While people claim Micheal has a skin condition, I believe it is more of a mental and psychological condition. I don’t believe for one minute Michael has a skin condition he has issues with self love. He has gone over the top trying to recreate himself in someone else’s imagine.
Even the interview where he said it was ok to sleep with little boys. Someone should of seen that as a cry for help. But instead, everyone sat back and watched him self destruct. Brittnry Spears has been forced into therapy someone should of put Michael there long ago.

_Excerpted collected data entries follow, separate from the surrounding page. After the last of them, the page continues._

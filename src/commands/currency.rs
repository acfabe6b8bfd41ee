// Copyright (c) AlphaVelocity.
// All rights reserved.
//
// This source code is licensed under the license found in the
// LICENSE file in the root directory of this source tree.

use crate::store;
use anyhow::Result;
use rusqlite::Connection;

pub fn handle(conn: &Connection, m: &clap::ArgMatches) -> Result<()> {
    match m.subcommand() {
        Some(("get", _)) => {
            let ccy = store::get_currency(conn)?;
            println!("{} ({})", ccy.code, ccy.symbol);
        }
        Some(("set", sub)) => {
            let code = sub.get_one::<String>("code").unwrap().to_uppercase();
            let ccy = store::set_currency(conn, &code)?;
            println!("Currency set to {} ({})", ccy.code, ccy.symbol);
        }
        _ => {}
    }
    Ok(())
}
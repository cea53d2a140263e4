//! API server configuration.

use chrono::Duration;
use stellar_core::auth::jwt::{DEFAULT_TOKEN_TTL_MINUTES, resolve_jwt_secret};
use tracing::warn;
use uuid::Uuid;

use crate::routes::API_PREFIX;

/// Configuration for the API server.
#[derive(Clone, Debug)]
pub struct ApiConfig {
    /// Address to bind the HTTP listener (e.g. "127.0.0.1:5000").
    pub bind_addr: String,
    /// PostgreSQL connection URL.
    pub database_url: String,
    /// JWT signing secret.
    pub jwt_secret: String,
    /// Lifetime of issued access tokens, in minutes.
    pub token_ttl_minutes: i64,
    /// Scheme and authority used to build resource URLs in responses.
    pub public_base_url: String,
}

impl ApiConfig {
    /// Reads configuration from environment variables with sensible defaults.
    ///
    /// | Variable             | Default                                  |
    /// |----------------------|------------------------------------------|
    /// | `BIND_ADDR`          | `127.0.0.1:5000`                         |
    /// | `DATABASE_URL`       | `postgres://localhost:5432/stellar`      |
    /// | `JWT_SECRET` / `AUTH_SECRET` | generated & persisted to file    |
    /// | `TOKEN_TTL_MINUTES`  | `30`                                     |
    /// | `PUBLIC_BASE_URL`    | `http://` + bind address                 |
    pub fn from_env() -> Self {
        let bind_addr = std::env::var("BIND_ADDR").unwrap_or_else(|_| "127.0.0.1:5000".into());
        let public_base_url = std::env::var("PUBLIC_BASE_URL")
            .unwrap_or_else(|_| format!("http://{bind_addr}"));
        Self {
            database_url: std::env::var("DATABASE_URL")
                .unwrap_or_else(|_| "postgres://localhost:5432/stellar".into()),
            jwt_secret: resolve_jwt_secret(),
            token_ttl_minutes: ttl_from_env(),
            public_base_url,
            bind_addr,
        }
    }

    pub fn token_ttl(&self) -> Duration {
        Duration::minutes(self.token_ttl_minutes)
    }

    /// Absolute URL of a star.
    pub fn star_url(&self, star_id: Uuid) -> String {
        format!(
            "{}{API_PREFIX}/bodies/{star_id}",
            self.public_base_url.trim_end_matches('/')
        )
    }

    /// Absolute URL of a planet within its star.
    pub fn planet_url(&self, star_id: Uuid, planet_id: Uuid) -> String {
        format!("{}/planets/{planet_id}", self.star_url(star_id))
    }
}

fn ttl_from_env() -> i64 {
    match std::env::var("TOKEN_TTL_MINUTES") {
        Err(_) => DEFAULT_TOKEN_TTL_MINUTES,
        Ok(raw) => match raw.trim().parse::<i64>() {
            Ok(minutes) if minutes > 0 => minutes,
            _ => {
                warn!(value = %raw, "ignoring invalid TOKEN_TTL_MINUTES");
                DEFAULT_TOKEN_TTL_MINUTES
            }
        },
    }
}

#[cfg(test)]
mod tests {
    use super::*;

    #[test]
    fn resource_urls_are_absolute() {
        let config = ApiConfig {
            bind_addr: "127.0.0.1:0".into(),
            database_url: String::new(),
            jwt_secret: "s".into(),
            token_ttl_minutes: 30,
            public_base_url: "http://localhost:5000/".into(),
        };
        let star = Uuid::nil();
        assert_eq!(
            config.star_url(star),
            format!("http://localhost:5000/api/v1.0/bodies/{star}")
        );
        assert_eq!(
            config.planet_url(star, star),
            format!("http://localhost:5000/api/v1.0/bodies/{star}/planets/{star}")
        );
        assert_eq!(config.token_ttl(), Duration::minutes(30));
    }
}
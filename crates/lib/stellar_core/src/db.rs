//! PostgreSQL connection pool.

use std::time::Duration;

use sqlx::postgres::{PgPool, PgPoolOptions};
use thiserror::Error;
use tracing::info;

/// Default pool size.
pub const DEFAULT_MAX_CONNECTIONS: u32 = 10;

/// Maximum time to wait for a pooled connection.
const ACQUIRE_TIMEOUT: Duration = Duration::from_secs(30);

#[derive(Debug, Error)]
pub enum DbError {
    #[error("SQL error: {0}")]
    Sql(#[from] sqlx::Error),

    #[error("Migration failed: {0}")]
    Migrate(#[from] sqlx::migrate::MigrateError),
}

/// Open a pool against `database_url` and bring the schema up to date.
pub async fn connect(database_url: &str, max_connections: u32) -> Result<PgPool, DbError> {
    let pool = PgPoolOptions::new()
        .max_connections(max_connections)
        .acquire_timeout(ACQUIRE_TIMEOUT)
        .connect(database_url)
        .await?;
    crate::migrate::migrate(&pool).await?;
    info!(max_connections, "database ready");
    Ok(pool)
}
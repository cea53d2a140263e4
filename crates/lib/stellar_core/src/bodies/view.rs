//! Listing order and response presentation for bodies.

use std::cmp::Ordering;

use serde::Serialize;
use uuid::Uuid;

use crate::fields::FieldError;
use crate::models::body::{BodyKind, Planet, Star, StarFields};

/// Kilometres per light year.
const KM_PER_LIGHT_YEAR: f64 = 9.46e12;

/// Kelvin to Celsius offset (rounded, as the catalogue data is).
const KELVIN_OFFSET: f64 = 273.0;

/// Kilograms per solar mass.
const KG_PER_SOLAR_MASS: f64 = 1.99e30;

/// Star field a listing may be ordered by.
#[derive(Debug, Clone, Copy, PartialEq, Eq)]
pub enum SortField {
    Name,
    Radius,
    Mass,
    Density,
    SurfaceTemperature,
    Distance,
    SpectralClassification,
    ApparentMagnitude,
    AbsoluteMagnitude,
}

impl SortField {
    pub fn parse(raw: &str) -> Option<Self> {
        Some(match raw {
            "name" => Self::Name,
            "radius" => Self::Radius,
            "mass" => Self::Mass,
            "density" => Self::Density,
            "surface_temperature" => Self::SurfaceTemperature,
            "distance" => Self::Distance,
            "spectral_classification" => Self::SpectralClassification,
            "apparent_magnitude" => Self::ApparentMagnitude,
            "absolute_magnitude" => Self::AbsoluteMagnitude,
            _ => return None,
        })
    }

    /// Column name in the `bodies` table.
    pub fn column(&self) -> &'static str {
        match self {
            Self::Name => "name",
            Self::Radius => "radius",
            Self::Mass => "mass",
            Self::Density => "density",
            Self::SurfaceTemperature => "surface_temperature",
            Self::Distance => "distance",
            Self::SpectralClassification => "spectral_classification",
            Self::ApparentMagnitude => "apparent_magnitude",
            Self::AbsoluteMagnitude => "absolute_magnitude",
        }
    }

    fn compare(&self, a: &StarFields, b: &StarFields) -> Ordering {
        match self {
            Self::Name => a.name.cmp(&b.name),
            Self::SpectralClassification => a.spectral_classification.cmp(&b.spectral_classification),
            Self::Radius => a.radius.total_cmp(&b.radius),
            Self::Mass => a.mass.total_cmp(&b.mass),
            Self::Density => a.density.total_cmp(&b.density),
            Self::SurfaceTemperature => a.surface_temperature.total_cmp(&b.surface_temperature),
            Self::Distance => a.distance.total_cmp(&b.distance),
            Self::ApparentMagnitude => a.apparent_magnitude.total_cmp(&b.apparent_magnitude),
            Self::AbsoluteMagnitude => a.absolute_magnitude.total_cmp(&b.absolute_magnitude),
        }
    }
}

#[derive(Debug, Clone, Copy, PartialEq, Eq, Default)]
pub enum SortDirection {
    #[default]
    Ascending,
    Descending,
}

impl SortDirection {
    pub fn sql(&self) -> &'static str {
        match self {
            Self::Ascending => "ASC",
            Self::Descending => "DESC",
        }
    }
}

/// Listing order. Without a field, stars come back in creation order.
#[derive(Debug, Clone, Copy, PartialEq, Eq, Default)]
pub struct StarOrder {
    pub field: Option<SortField>,
    pub direction: SortDirection,
}

impl StarOrder {
    /// Parse the `order` query value: `mass` sorts ascending, `-mass`
    /// descending.
    pub fn parse(raw: Option<&str>) -> Result<Self, FieldError> {
        let raw = match raw.map(str::trim).filter(|r| !r.is_empty()) {
            None => return Ok(Self::default()),
            Some(r) => r,
        };
        let (direction, name) = match raw.strip_prefix('-') {
            Some(rest) => (SortDirection::Descending, rest),
            None => (SortDirection::Ascending, raw),
        };
        let field = SortField::parse(name).ok_or_else(|| FieldError::Invalid {
            field: "order".into(),
            reason: format!("cannot order by '{name}'"),
        })?;
        Ok(Self {
            field: Some(field),
            direction,
        })
    }

    /// Order two stars; ties fall back to id, which is creation order.
    pub fn compare(&self, a: &Star, b: &Star) -> Ordering {
        let primary = match self.field {
            None => Ordering::Equal,
            Some(field) => field.compare(&a.fields, &b.fields),
        };
        let primary = match self.direction {
            SortDirection::Ascending => primary,
            SortDirection::Descending => primary.reverse(),
        };
        primary.then_with(|| a.id.cmp(&b.id))
    }
}

/// How bodies are rendered in a response.
#[derive(Debug, Clone, Copy, PartialEq, Eq)]
pub struct Presentation {
    pub include_planets: bool,
    pub convert_units: bool,
}

impl Default for Presentation {
    fn default() -> Self {
        Self {
            include_planets: true,
            convert_units: false,
        }
    }
}

/// A star as sent to a client.
#[derive(Debug, Clone, PartialEq, Serialize)]
pub struct StarView {
    pub id: Uuid,
    #[serde(rename = "type")]
    pub kind: BodyKind,
    #[serde(flatten)]
    pub fields: StarFields,
    #[serde(skip_serializing_if = "Option::is_none")]
    pub planets: Option<Vec<Planet>>,
}

impl Presentation {
    pub fn star(&self, star: Star) -> StarView {
        let fields = if self.convert_units {
            convert_star(star.fields)
        } else {
            star.fields
        };
        let planets = self.include_planets.then(|| {
            star.planets
                .into_iter()
                .map(|p| self.planet(p))
                .collect()
        });
        StarView {
            id: star.id,
            kind: star.kind,
            fields,
            planets,
        }
    }

    pub fn planet(&self, planet: Planet) -> Planet {
        if self.convert_units {
            convert_planet(planet)
        } else {
            planet
        }
    }
}

/// Light years to km, Kelvin to Celsius, solar masses to kg.
pub fn convert_star(mut fields: StarFields) -> StarFields {
    fields.distance *= KM_PER_LIGHT_YEAR;
    fields.surface_temperature -= KELVIN_OFFSET;
    fields.mass *= KG_PER_SOLAR_MASS;
    fields
}

/// Kelvin to Celsius. Planet masses are not solar masses and stay as stored.
pub fn convert_planet(mut planet: Planet) -> Planet {
    planet.fields.surface_temperature -= KELVIN_OFFSET;
    planet
}

#[cfg(test)]
mod tests {
    use super::*;

    fn fields(name: &str, mass: f64) -> StarFields {
        StarFields {
            name: name.into(),
            radius: 500000.0,
            mass,
            density: 1.4,
            surface_temperature: 5000.0,
            distance: 10.0,
            spectral_classification: "G".into(),
            apparent_magnitude: 4.8,
            absolute_magnitude: 4.8,
        }
    }

    #[test]
    fn parse_order() {
        assert_eq!(StarOrder::parse(None).unwrap(), StarOrder::default());
        let desc = StarOrder::parse(Some("-mass")).unwrap();
        assert_eq!(desc.field, Some(SortField::Mass));
        assert_eq!(desc.direction, SortDirection::Descending);
        assert!(StarOrder::parse(Some("planets")).is_err());
        assert!(StarOrder::parse(Some("mass; DROP TABLE bodies")).is_err());
    }

    #[test]
    fn compare_falls_back_to_id() {
        let a = Star::new(Uuid::from_u128(1), fields("B", 1.0));
        let b = Star::new(Uuid::from_u128(2), fields("A", 1.0));
        let by_mass = StarOrder::parse(Some("-mass")).unwrap();
        assert_eq!(by_mass.compare(&a, &b), Ordering::Less);
        let by_name = StarOrder::parse(Some("name")).unwrap();
        assert_eq!(by_name.compare(&a, &b), Ordering::Greater);
    }

    #[test]
    fn conversion_is_linear() {
        let converted = convert_star(fields("HIP100", 1.0));
        assert!((converted.distance - 9.46e13).abs() < 1.0);
        assert_eq!(converted.surface_temperature, 4727.0);
        assert_eq!(converted.mass, 1.99e30);
    }

    #[test]
    fn presentation_can_hide_planets() {
        let star = Star::new(Uuid::nil(), fields("HIP100", 1.0));
        let view = Presentation {
            include_planets: false,
            convert_units: false,
        }
        .star(star.clone());
        assert!(view.planets.is_none());
        let json = serde_json::to_value(&view).unwrap();
        assert!(json.get("planets").is_none());
        assert_eq!(json["type"], "star");

        let view = Presentation::default().star(star);
        assert_eq!(view.planets, Some(Vec::new()));
    }
}
//! Star and planet documents.
//!
//! [`BodyStore`] is the storage seam: single-document primitives, each of
//! which is atomic on its own. [`BodyRepository`] layers the validation
//! order on top (id syntax, existence, ownership, fields) and turns a
//! zero affected-count after a confirmed existence check into
//! [`BodyError::ConcurrentModification`].

pub mod memory;
pub mod pg;
pub mod repository;
pub mod view;

use async_trait::async_trait;
use thiserror::Error;
use uuid::Uuid;

pub use memory::MemoryBodyStore;
pub use pg::PgBodyStore;
pub use repository::BodyRepository;

use crate::fields::FieldError;
use crate::models::body::{Planet, Star, StarFields};
use crate::pagination::Page;
use view::StarOrder;

/// Star/planet errors.
#[derive(Debug, Error)]
pub enum BodyError {
    #[error("{0}")]
    InvalidId(String),

    #[error("{0}")]
    NotFound(String),

    #[error("{0}")]
    Validation(String),

    #[error("{0}")]
    Forbidden(String),

    #[error("{0}")]
    ConcurrentModification(String),

    #[error("Database error: {0}")]
    DbError(#[from] sqlx::Error),
}

impl From<FieldError> for BodyError {
    fn from(e: FieldError) -> Self {
        BodyError::Validation(e.to_string())
    }
}

/// Single-document operations on the `bodies` collection.
///
/// Writes return the number of documents they changed so the repository can
/// detect a document that vanished between its existence check and the
/// write.
#[async_trait]
pub trait BodyStore: Send + Sync {
    async fn find_star(&self, id: Uuid) -> Result<Option<Star>, BodyError>;

    async fn star_exists(&self, id: Uuid) -> Result<bool, BodyError>;

    async fn list_stars(&self, order: StarOrder, page: Page) -> Result<Vec<Star>, BodyError>;

    async fn insert_star(&self, star: &Star) -> Result<(), BodyError>;

    /// Replace the scalar fields of a star, leaving its planets untouched.
    async fn update_star_fields(&self, id: Uuid, fields: &StarFields) -> Result<u64, BodyError>;

    /// Delete a star together with its embedded planets.
    async fn delete_star(&self, id: Uuid) -> Result<u64, BodyError>;

    /// The star embedding `planet_id`, searched across the whole collection.
    async fn planet_owner(&self, planet_id: Uuid) -> Result<Option<Uuid>, BodyError>;

    async fn find_planet(&self, star_id: Uuid, planet_id: Uuid)
    -> Result<Option<Planet>, BodyError>;

    /// Append to the star's planet array.
    async fn push_planet(&self, star_id: Uuid, planet: &Planet) -> Result<u64, BodyError>;

    /// Replace the one array element whose id is `planet.id`; every other
    /// element is left as is.
    async fn set_planet(&self, star_id: Uuid, planet: &Planet) -> Result<u64, BodyError>;

    /// Remove the array element whose id is `planet_id`.
    async fn pull_planet(&self, star_id: Uuid, planet_id: Uuid) -> Result<u64, BodyError>;
}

February 2nd, 2008 at 11:01 pm
I was not going to make my first comment on the 32 Days a pop cultural one, but I have to point out Deesha - any woman with no great dance ability (since we know you include yourself
can put on heels and walk across the room when ‘The Way You Make Me Feel’ comes on and it is transcendant. That woman will not only look beautiful, she will feel like perfection and sensuality floating across the room.
All you have to do is pace your walk with the simple beginning of the song …
This is what kills me about MJ - for each gift, and every possible transgression, I still feel like magic when that song comes on and I can walk across a floor. Even if I’m just in the mall food court.
February 2nd, 2008 at 11:15 pm
Yes, the beginning is quite danceable!
But do you remember the video? He was stalking that woman. She needed to be skipping to the courthouse for a restraining order…
And LaToya was in that one as a bystander. Keeping it in the fam.